• **Exercise objective**: Retype every entry in its entirety, without alteration.

• **Collected data entries**:
»»

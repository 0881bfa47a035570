//! Blossom-Cashu Server
//!
//! Boots from environment variables (see `config.rs`), starts the HTTP
//! request pipeline, and runs the rotation/swap scheduler alongside it.

use std::sync::Arc;

use blossom_cashu::api;
use blossom_cashu::config::BlossomConfig;
use blossom_cashu::logging;
use blossom_cashu::nostr_dm::NostrNotifier;
use blossom_cashu::scheduler::{OwnerNotifier, RotationScheduler};

#[tokio::main]
async fn main() {
    let config = match BlossomConfig::from_env() {
        Ok(config) => config,
        Err(e) => {
            eprintln!("configuration error: {e}");
            std::process::exit(1);
        }
    };

    if let Err(e) = logging::init_from_config(&config) {
        eprintln!("failed to initialize logging: {e}");
        std::process::exit(1);
    }

    config.print_summary();

    let state = match api::build_state(config.clone()).await {
        Ok(state) => state,
        Err(e) => {
            tracing::error!(target: "blossom::startup", error = %e, "failed to build application state");
            std::process::exit(1);
        }
    };

    let notifier: Option<Arc<dyn OwnerNotifier>> = if config.enable_nostr_dm() {
        let npub = config.owner_npub.clone().expect("enable_nostr_dm implies owner_npub is set");
        match NostrNotifier::new(&npub).await {
            Ok(notifier) => Some(Arc::new(notifier) as Arc<dyn OwnerNotifier>),
            Err(e) => {
                tracing::error!(target: "blossom::startup", error = %e, "failed to initialize Nostr notifier, continuing without owner DMs");
                None
            }
        }
    } else {
        None
    };

    let scheduler = RotationScheduler::new(
        state.wallet.clone(),
        state.store.clone(),
        state.mint_client.clone(),
        config.rotation_period_secs(),
        config.token_log_path(),
        notifier,
    );

    let scheduler_handle = tokio::spawn(async move {
        scheduler.run(|| chrono::Utc::now().timestamp()).await;
    });

    if let Err(e) = api::start_server(state).await {
        tracing::error!(target: "blossom::startup", error = %e, "server exited with an error");
    }

    scheduler_handle.abort();
}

««

• **Expected answer**:
repository 0881bfa47a035570
//! Blossom-Cashu Server
//!
//! Boots from environment variables (see `config.rs`), starts the HTTP
//! request pipeline, and runs the rotation/swap scheduler alongside it.

use std::sync::Arc;

use blossom_cashu::api;
use blossom_cashu::config::BlossomConfig;
use blossom_cashu::logging;
use blossom_cashu::nostr_dm::NostrNotifier;
use blossom_cashu::scheduler::{OwnerNotifier, RotationScheduler};

#[tokio::main]
async fn main() {
    let config = match BlossomConfig::from_env() {
        Ok(config) => config,
        Err(e) => {
            eprintln!("configuration error: {e}");
            std::process::exit(1);
        }
    };

    if let Err(e) = logging::init_from_config(&config) {
        eprintln!("failed to initialize logging: {e}");
        std::process::exit(1);
    }

    config.print_summary();

    let state = match api::build_state(config.clone()).await {
        Ok(state) => state,
        Err(e) => {
            tracing::error!(target: "blossom::startup", error = %e, "failed to build application state");
            std::process::exit(1);
        }
    };

    let notifier: Option<Arc<dyn OwnerNotifier>> = if config.enable_nostr_dm() {
        let npub = config.owner_npub.clone().expect("enable_nostr_dm implies owner_npub is set");
        match NostrNotifier::new(&npub).await {
            Ok(notifier) => Some(Arc::new(notifier) as Arc<dyn OwnerNotifier>),
            Err(e) => {
                tracing::error!(target: "blossom::startup", error = %e, "failed to initialize Nostr notifier, continuing without owner DMs");
                None
            }
        }
    } else {
        None
    };

    let scheduler = RotationScheduler::new(
        state.wallet.clone(),
        state.store.clone(),
        state.mint_client.clone(),
        config.rotation_period_secs(),
        config.token_log_path(),
        notifier,
    );

    let scheduler_handle = tokio::spawn(async move {
        scheduler.run(|| chrono::Utc::now().timestamp()).await;
    });

    if let Err(e) = api::start_server(state).await {
        tracing::error!(target: "blossom::startup", error = %e, "server exited with an error");
    }

    scheduler_handle.abort();
}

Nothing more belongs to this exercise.